If I know a users MySQL host, I can human engineer them and discover their login and password with some luck. That's why I want the host to be always hidden from end users at every circumstance. Call it extreme paranoia if you wish.
Edit:
I worded that funny.. what I mean is if I learn of the MySQL host OR host's account user name and I have reason, I can proceed with human engineering.. having a little bit of experience in that field.. I don't want it to happen to me other others that are good people.. so hence it's why I ask how to disable the link in error pages. I know the host.. so why should anyone else need to.. that's my reasoning.
It's more security through obscurity than anything.
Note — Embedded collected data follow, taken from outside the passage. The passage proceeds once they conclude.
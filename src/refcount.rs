//! Generic shared, reference-counted objects (§4.3): an atomic refcount
//! paired with a mutex, running a first-ref initialiser on the 0→1
//! transition and a last-ref finaliser on the 1→0 transition, both under
//! the object's lock.
//!
//! This generalises the teacher's `FileSerial`/`SERIALS` pattern (a
//! `LazyLock<Arc<RwLock<Vec<Weak<FileSerial>>>>>` looked up by inode,
//! created on first reference, pruned on `Drop`) into a reusable building
//! block that every global table entry (D) is built from.

use std::sync::Mutex;

use crate::error::Error;

/// A slot that may or may not currently hold a live, identified resource.
/// `Empty` slots are reusable; `search_by_id` on an empty id claims them.
pub struct Shared<T> {
    inner: Mutex<SharedInner<T>>,
}

struct SharedInner<T> {
    refs: u32,
    value: Option<T>,
}

impl<T> Default for Shared<T> {
    fn default() -> Self {
        Shared {
            inner: Mutex::new(SharedInner {
                refs: 0,
                value: None,
            }),
        }
    }
}

impl<T> Shared<T> {
    pub fn new() -> Self {
        Self::default()
    }

    /// True if this slot currently holds no value (refcount is 0).
    pub fn is_empty(&self) -> bool {
        self.inner.lock().unwrap().value.is_none()
    }

    pub fn refcount(&self) -> u32 {
        self.inner.lock().unwrap().refs
    }

    /// Runs `predicate` against the current value (if any) under the
    /// object's lock. If it matches, or the slot already has outstanding
    /// references, increments the refcount. On the 0→1 transition runs
    /// `init` to produce the value; if `init` fails the refcount is
    /// reverted to 0 and the error propagated.
    ///
    /// Returns `true` if a match was found and a reference taken.
    pub fn ref_or_set_up(
        &self,
        predicate: impl FnOnce(Option<&T>) -> bool,
        init: impl FnOnce() -> Result<T, Error>,
    ) -> Result<bool, Error> {
        let mut inner = self.inner.lock().unwrap();
        if !predicate(inner.value.as_ref()) {
            return Ok(false);
        }
        if inner.refs == 0 {
            let value = init()?;
            inner.value = Some(value);
        }
        inner.refs += 1;
        Ok(true)
    }

    /// Unconditional increment. Callers must already hold a reference.
    pub fn ref_again(&self) {
        let mut inner = self.inner.lock().unwrap();
        debug_assert!(inner.refs > 0, "ref_again on an unreferenced Shared<T>");
        inner.refs += 1;
    }

    /// Decrements the refcount; on 1→0 runs `finalise` against the value
    /// before clearing it, leaving the slot empty and reusable.
    pub fn unref(&self, finalise: impl FnOnce(&mut T)) {
        let mut inner = self.inner.lock().unwrap();
        if inner.refs == 0 {
            return;
        }
        inner.refs -= 1;
        if inner.refs == 0 {
            if let Some(mut value) = inner.value.take() {
                finalise(&mut value);
            }
        }
    }

    /// References iff `predicate` matches the current value; never
    /// initialises. Used for table scans that only want existing matches.
    pub fn cmp_and_ref(&self, predicate: impl FnOnce(&T) -> bool) -> bool {
        let mut inner = self.inner.lock().unwrap();
        let matched = match inner.value.as_ref() {
            Some(v) => predicate(v),
            None => false,
        };
        if matched {
            inner.refs += 1;
        }
        matched
    }

    pub fn with_value<R>(&self, f: impl FnOnce(Option<&T>) -> R) -> R {
        let inner = self.inner.lock().unwrap();
        f(inner.value.as_ref())
    }

    pub fn with_value_mut<R>(&self, f: impl FnOnce(Option<&mut T>) -> R) -> R {
        let mut inner = self.inner.lock().unwrap();
        f(inner.value.as_mut())
    }
}

#[cfg(test)]
mod tests {
    use super::*;

    #[test]
    fn first_ref_runs_init_once() {
        let shared: Shared<u32> = Shared::new();
        let mut init_calls = 0;
        for _ in 0..3 {
            shared
                .ref_or_set_up(
                    |v| v.is_none() || v == Some(&7),
                    || {
                        init_calls += 1;
                        Ok(7)
                    },
                )
                .unwrap();
        }
        assert_eq!(init_calls, 1);
        assert_eq!(shared.refcount(), 3);
    }

    #[test]
    fn last_ref_clears_value() {
        let shared: Shared<u32> = Shared::new();
        shared
            .ref_or_set_up(|_| true, || Ok(1))
            .unwrap();
        shared.unref(|_| {});
        assert!(shared.is_empty());
        assert_eq!(shared.refcount(), 0);
    }

    #[test]
    fn init_failure_reverts_refcount() {
        let shared: Shared<u32> = Shared::new();
        let result = shared.ref_or_set_up(|_| true, || Err(Error::irrecoverable("boom")));
        assert!(result.is_err());
        assert_eq!(shared.refcount(), 0);
        assert!(shared.is_empty());
    }
}
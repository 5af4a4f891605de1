//! The global, process-wide resource tables (§4.4): identity-scanned
//! file/OFD tables and the fd-indexed FD table.

pub mod fdtab;
pub mod slot;
//! Small standalone harness exercising a handful of the concurrency
//! scenarios from the crate's testable-properties list. Not part of the
//! library's public contract; prints one pass/fail line per scenario.

use std::sync::Arc;

use nix::fcntl::{FcntlArg, OFlag};
use nix::sys::stat::Mode;

use systx::wrappers::posix::{close_tx, fcntl_tx, mkstemp_tx, open_tx, pwrite_tx, pread_tx, write_tx};
use systx::{begin, CcMode, TxConfig};

/// A directory under the system temp root, unique to this process and
/// scenario, removed on drop.
struct ScratchDir(std::path::PathBuf);

impl ScratchDir {
    fn new(label: &str) -> Self {
        let path = std::env::temp_dir().join(format!("systx-txbench-{}-{}", std::process::id(), label));
        std::fs::create_dir_all(&path).expect("create scratch dir");
        ScratchDir(path)
    }

    fn path(&self) -> &std::path::Path {
        &self.0
    }
}

impl Drop for ScratchDir {
    fn drop(&mut self) {
        let _ = std::fs::remove_dir_all(&self.0);
    }
}

fn scenario_append_contention() -> bool {
    let dir = ScratchDir::new("append");
    let path = Arc::new(dir.path().join("append.txt"));
    {
        let config = TxConfig::default();
        let p = Arc::clone(&path);
        begin(CcMode::Twopl, &config, move |tx| {
            let fd = open_tx(
                tx,
                p.as_path(),
                OFlag::O_CREAT | OFlag::O_WRONLY | OFlag::O_TRUNC,
                Mode::S_IRUSR | Mode::S_IWUSR,
            )?;
            close_tx(tx, fd)
        })
        .expect("create");
    }

    let mut handles = Vec::new();
    for _ in 0..2 {
        let p = Arc::clone(&path);
        handles.push(std::thread::spawn(move || {
            let config = TxConfig::default();
            begin(CcMode::Twopl, &config, move |tx| {
                let fd = open_tx(tx, p.as_path(), OFlag::O_WRONLY | OFlag::O_APPEND, Mode::empty())?;
                write_tx(tx, fd, b"Hello world!\n")?;
                close_tx(tx, fd)
            })
        }));
    }
    for h in handles {
        if h.join().expect("thread").is_err() {
            return false;
        }
    }

    let contents = std::fs::read(path.as_path()).expect("read back");
    contents.len() == 26 && contents == b"Hello world!\nHello world!\n"
}

fn scenario_mkstemp_rollback() -> bool {
    let dir = ScratchDir::new("mkstemp");
    let template = dir.path().join("fooXXXXXX");
    let config = TxConfig::default();
    let created_path = std::cell::RefCell::new(None);

    let result: Result<(), systx::Error> = begin(CcMode::Twopl, &config, |tx| {
        let (fd, path) = mkstemp_tx(tx, template.as_path())?;
        *created_path.borrow_mut() = Some(path.clone());
        pwrite_tx(tx, fd, b"0123456789", 0)?;
        Err(systx::Error::irrecoverable("deliberate abort".to_string()))
    });

    result.is_err()
        && created_path
            .borrow()
            .as_ref()
            .map(|p| !p.exists())
            .unwrap_or(false)
}

fn scenario_irrevocable_upgrade() -> bool {
    let dir = ScratchDir::new("irrevocable");
    let path = dir.path().join("flag.txt");
    let config = TxConfig::default();

    let result = begin(CcMode::Twopl, &config, move |tx| {
        let fd = open_tx(
            tx,
            path.as_path(),
            OFlag::O_CREAT | OFlag::O_RDWR | OFlag::O_TRUNC,
            Mode::S_IRUSR | Mode::S_IWUSR,
        )?;
        fcntl_tx(tx, fd, FcntlArg::F_SETFL(OFlag::O_NONBLOCK))?;
        close_tx(tx, fd)
    });

    result.is_ok()
}

fn scenario_read_your_writes() -> bool {
    let dir = ScratchDir::new("ryw");
    let path = dir.path().join("rw.txt");
    let config = TxConfig::default();

    begin(CcMode::Ts, &config, move |tx| {
        let fd = open_tx(
            tx,
            path.as_path(),
            OFlag::O_CREAT | OFlag::O_RDWR | OFlag::O_TRUNC,
            Mode::S_IRUSR | Mode::S_IWUSR,
        )?;
        pwrite_tx(tx, fd, b"abc", 0)?;
        let mut buf = [0u8; 3];
        pread_tx(tx, fd, &mut buf, 0)?;
        close_tx(tx, fd)?;
        if &buf == b"abc" {
            Ok(())
        } else {
            Err(systx::Error::irrecoverable("read-your-writes failed".to_string()))
        }
    })
    .is_ok()
}

fn main() {
    let scenarios: [(&str, fn() -> bool); 4] = [
        ("append contention", scenario_append_contention),
        ("mkstemp rollback", scenario_mkstemp_rollback),
        ("irrevocability upgrade", scenario_irrevocable_upgrade),
        ("read-your-writes (ts)", scenario_read_your_writes),
    ];

    let mut failures = 0;
    for (name, scenario) in scenarios {
        let ok = scenario();
        println!("[{}] {}", if ok { "PASS" } else { "FAIL" }, name);
        if !ok {
            failures += 1;
        }
    }

    if failures > 0 {
        std::process::exit(1);
    }
}
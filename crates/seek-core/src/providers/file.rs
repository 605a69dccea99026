use crate::cache::{crawl, PathCache};
use crate::config::FilesConfig;
use crate::fuzzy::FuzzyMatcher;
use crate::icon::IconResolver;
use crate::result::{SearchResult, FILE_ICON};
use crate::task::{CancellationToken, Delivery, TaskHandle, TaskRunner};
use parking_lot::Mutex;
use std::sync::Arc;
use std::time::Duration;
use tracing::{debug, error, warn};

/// Fuzzy-matches paths from the filesystem cache.
///
/// Every query triggers the one-shot cache build and starts a background
/// match task over the paths crawled so far. A newer query cancels the
/// previous match task. Matches scoring below zero are dropped.
pub struct FileProvider {
    cache: Arc<PathCache>,
    files: Arc<FilesConfig>,
    runner: TaskRunner,
    matcher: Arc<dyn FuzzyMatcher>,
    icons: Arc<dyn IconResolver>,
    delivery: Delivery,
    active_match: Mutex<Option<TaskHandle>>,
}

impl FileProvider {
    pub fn new(
        files: FilesConfig,
        runner: TaskRunner,
        matcher: Arc<dyn FuzzyMatcher>,
        icons: Arc<dyn IconResolver>,
    ) -> Self {
        let delivery = if files.deliver_superseded {
            Delivery::Always
        } else {
            Delivery::UnlessCancelled
        };

        FileProvider {
            cache: Arc::new(PathCache::new()),
            files: Arc::new(files),
            runner,
            matcher,
            icons,
            delivery,
            active_match: Mutex::new(None),
        }
    }

    /// Use an existing cache instead of a fresh one.
    pub fn with_cache(mut self, cache: Arc<PathCache>) -> Self {
        self.cache = cache;
        self
    }

    pub fn cache(&self) -> &Arc<PathCache> {
        &self.cache
    }

    /// Start the crawl unless it was already started.
    ///
    /// Returns `true` if this call started it. Never waits for the crawl.
    pub fn build_filesystem_cache(&self) -> bool {
        if !self.cache.try_begin_build() {
            return false;
        }

        let cache = Arc::clone(&self.cache);
        let files = Arc::clone(&self.files);
        match self.runner.spawn_detached("crawl", move || {
            crawl(&cache, &files);
        }) {
            Ok(()) => true,
            Err(err) => {
                // Leave the cache empty rather than stuck in Building.
                error!(error = %err, "Failed to start filesystem crawl");
                self.cache.mark_ready();
                false
            }
        }
    }

    /// Block until the crawl has finished or `timeout` elapses.
    pub fn wait_for_cache(&self, timeout: Duration) -> bool {
        self.cache.wait_ready(timeout)
    }

    pub fn query<F>(&self, text: &str, on_complete: F)
    where
        F: FnOnce(Vec<SearchResult>) + Send + 'static,
    {
        self.build_filesystem_cache();

        let mut active = self.active_match.lock();
        if let Some(previous) = active.take() {
            debug!(task = previous.id(), "Superseding file match task");
            previous.cancel();
        }

        let query = text.to_string();
        let cache = Arc::clone(&self.cache);
        let matcher = Arc::clone(&self.matcher);
        let icons = Arc::clone(&self.icons);

        let work = move |token: &CancellationToken| {
            let snapshot = cache.snapshot();
            let icon = icons.default_icon(FILE_ICON);
            let mut results = Vec::new();

            for path in snapshot.iter() {
                if token.is_cancelled() {
                    debug!(query = %query, partial = results.len(), "File match cancelled");
                    break;
                }
                let outcome = matcher.fuzzy_match(&query, path);
                if outcome.matched && outcome.score >= 0 {
                    results.push(SearchResult::file(
                        Arc::clone(&icon),
                        path.to_string(),
                        outcome.score,
                    ));
                }
            }

            debug!(
                query = %query,
                scanned = snapshot.len(),
                matches = results.len(),
                "File match finished"
            );
            results
        };

        match self.runner.spawn("file-match", self.delivery, work, on_complete) {
            Ok(handle) => *active = Some(handle),
            Err(err) => warn!(error = %err, "Failed to start file match task"),
        }
    }
}
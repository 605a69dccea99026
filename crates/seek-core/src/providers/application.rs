use super::{CALCULATOR_SIGIL, TERMINAL_SIGIL};
use crate::apps::AppCatalog;
use crate::fuzzy::FuzzyMatcher;
use crate::icon::IconResolver;
use crate::result::SearchResult;
use std::sync::Arc;
use tracing::trace;

/// Fuzzy-matches installed application names.
///
/// Every match is kept, including negative scores.
pub struct ApplicationProvider {
    catalog: Arc<dyn AppCatalog>,
    matcher: Arc<dyn FuzzyMatcher>,
    icons: Arc<dyn IconResolver>,
}

impl ApplicationProvider {
    pub fn new(
        catalog: Arc<dyn AppCatalog>,
        matcher: Arc<dyn FuzzyMatcher>,
        icons: Arc<dyn IconResolver>,
    ) -> Self {
        ApplicationProvider {
            catalog,
            matcher,
            icons,
        }
    }

    pub fn query<F>(&self, text: &str, on_complete: F)
    where
        F: FnOnce(Vec<SearchResult>),
    {
        if text.starts_with(CALCULATOR_SIGIL) || text.starts_with(TERMINAL_SIGIL) {
            on_complete(Vec::new());
            return;
        }

        let results: Vec<SearchResult> = self
            .catalog
            .applications()
            .into_iter()
            .filter_map(|app| {
                let outcome = self.matcher.fuzzy_match(text, &app.name);
                if !outcome.matched {
                    return None;
                }
                let icon = self.icons.icon_for_executable(&app.executable);
                Some(SearchResult::application(icon, app, outcome.score))
            })
            .collect();

        trace!(query = text, matches = results.len(), "Application query");
        on_complete(results);
    }
}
It doesn't really solve any potential issues (If someone wants to break in to your hosting account, there are much easier ways to discover potentially sensitive information than finding out the MySQL host name.)
If you insist on hiding the information from the public, simply switch it off.
ACP > Configuration > Server and Optimization Options > Error Type Medium > Hide Errors & Warnings
That way it would also hide PHP warnings which expose other 'sensitive' information.
For example, your forum is running on Linux and using PHP 5.2.17.
OMG Nathan, I love that post! didn't know that option was there... damn.. I'm slow... lol.
Edit:
does this hide error report from ALL users or just any user other than admins?
So you're worried that a potential hacker will engineer you into giving them your username and password? The solution to that seems obvious.